Just Mustard are supporting. Often at these smaller 500-600 capacity venues the support is a local band or someone you don’t hear of again. But Just Mustard are a band that you’d expect to be touring similar size venues as the headliner in the not too distant future. They sound great and are very, very loud – I wasn’t expecting My Bloody Valentine sound levels, my ears were in pain. It isn’t easy to keep that slow, shoegaze style of music interesting, but they manage it no problem. Deaf, with its echoey bass line, is even more atmospheric live as it is on record with the haunting vocals of Katie Ball on Frank are beautiful.

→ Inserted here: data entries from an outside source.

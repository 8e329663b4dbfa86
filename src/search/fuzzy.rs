//! Fuzzy matcher
//!
//! Ranks candidate words against a query by combining a whole-string
//! weighted ratio with a token-set ratio (both normalized Levenshtein
//! under the hood), then damping scores where the candidate is much longer
//! than the query. Candidates pass through a cheap gate first so the
//! scoring work only runs on plausible matches.
//!
//! Ties break deterministically: higher score, then shorter candidate, then
//! lexicographic order.

use std::collections::BTreeSet;

use serde::{Deserialize, Serialize};
use strsim::normalized_levenshtein;

/// Fuzzy matcher configuration
#[derive(Debug, Clone, Serialize, Deserialize)]
pub struct FuzzyConfig {
    /// Maximum length difference a candidate may have from the query
    pub max_length_delta: usize,
    /// Queries at or below this length must share a first character with
    /// the candidate
    pub short_query_len: usize,
    /// Blend between whole-string ratio and token-set ratio
    pub token_weight: f64,
}

impl Default for FuzzyConfig {
    fn default() -> Self {
        Self {
            max_length_delta: 3,
            short_query_len: 4,
            token_weight: 0.5,
        }
    }
}

/// A scored fuzzy hit.
#[derive(Debug, Clone, PartialEq)]
pub struct FuzzyHit {
    /// Candidate word (normalized form)
    pub word: String,
    /// Similarity score in `[0, 1]`
    pub score: f64,
}

/// Edit-distance ranking over candidate words.
#[derive(Debug, Clone, Default)]
pub struct FuzzyMatcher {
    config: FuzzyConfig,
}

impl FuzzyMatcher {
    /// Create a matcher with the given configuration.
    pub fn new(config: FuzzyConfig) -> Self {
        Self { config }
    }

    /// The configuration this matcher runs with.
    pub fn config(&self) -> &FuzzyConfig {
        &self.config
    }

    /// Cheap pre-filter: length window plus a shared first character for
    /// short queries.
    pub fn gate(&self, query: &str, candidate: &str) -> bool {
        let ql = query.chars().count();
        let cl = candidate.chars().count();
        if ql.abs_diff(cl) > self.config.max_length_delta {
            return false;
        }
        if ql <= self.config.short_query_len {
            return query.chars().next() == candidate.chars().next();
        }
        true
    }

    /// Similarity score in `[0, 1]`.
    pub fn score(&self, query: &str, candidate: &str) -> f64 {
        let whole = normalized_levenshtein(query, candidate);
        let token = token_set_ratio(query, candidate);
        let blended =
            whole * (1.0 - self.config.token_weight) + token * self.config.token_weight;
        blended * length_damp(query, candidate)
    }

    /// Rank candidates against a query. Gate, score, threshold, sort, and
    /// truncate to `k`.
    pub fn rank<'a, I>(&self, query: &str, candidates: I, k: usize, min_score: f64) -> Vec<FuzzyHit>
    where
        I: IntoIterator<Item = &'a str>,
    {
        let mut hits: Vec<FuzzyHit> = candidates
            .into_iter()
            .filter(|candidate| self.gate(query, candidate))
            .filter_map(|candidate| {
                let score = self.score(query, candidate);
                (score >= min_score).then(|| FuzzyHit {
                    word: candidate.to_string(),
                    score,
                })
            })
            .collect();

        hits.sort_by(|a, b| {
            b.score
                .partial_cmp(&a.score)
                .unwrap_or(std::cmp::Ordering::Equal)
                .then_with(|| a.word.len().cmp(&b.word.len()))
                .then_with(|| a.word.cmp(&b.word))
        });
        hits.truncate(k);
        hits
    }
}

/// Token-set ratio: compare the sorted token intersection against each
/// side's full sorted token string; single-token inputs reduce to plain
/// normalized Levenshtein.
fn token_set_ratio(a: &str, b: &str) -> f64 {
    let tokens_a: BTreeSet<&str> = a.split_whitespace().collect();
    let tokens_b: BTreeSet<&str> = b.split_whitespace().collect();
    if tokens_a.is_empty() || tokens_b.is_empty() {
        return 0.0;
    }

    let intersection: Vec<&str> = tokens_a.intersection(&tokens_b).copied().collect();
    let joined_inter = intersection.join(" ");
    let joined_a = tokens_a.iter().copied().collect::<Vec<_>>().join(" ");
    let joined_b = tokens_b.iter().copied().collect::<Vec<_>>().join(" ");

    let inter_vs_a = normalized_levenshtein(&joined_inter, &joined_a);
    let inter_vs_b = normalized_levenshtein(&joined_inter, &joined_b);
    let a_vs_b = normalized_levenshtein(&joined_a, &joined_b);

    inter_vs_a.max(inter_vs_b).max(a_vs_b)
}

/// Damp scores where the candidate dwarfs the query: a two-character query
/// should not score highly against a ten-character word just because every
/// one of its characters appears there.
fn length_damp(query: &str, candidate: &str) -> f64 {
    let ql = query.chars().count() as f64;
    let cl = candidate.chars().count() as f64;
    if cl <= ql * 2.0 || cl == 0.0 {
        1.0
    } else {
        (ql * 2.0 / cl).max(0.25)
    }
}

By the time the Fontaines come on, the place is packed, we’re like sardines. You can sense the anticipation from the crowd. They don’t disappoint, the big tunes sound massive – Hurricane Laughter, A Hero’s Death, Televised Minds – and new songs like Jackie Down the Line (the short one song encore) and I Love You sound new and fresh, but the crowd are just as raucous. They play Sha Sha Sha, everyone sings along and pogoes, a song the fans never tyre of (sorry couldn’t resist). Chequeless Reckless comes on and the show goes up an extra notch, to the point where the band stop the song and tell some people to stop fighting *.

Grian performs with the intensity of a man possessed. It reminds me of the way Ian Curtis would lose himself in the music and Liam Gallagher’s swagger. As always with the Fontaines D.C., it doesn’t feel forced or false, it feels real, but not Too Real.

A fantastic gig, all in all. Just Mustard were really good and Fontaines were magnificent.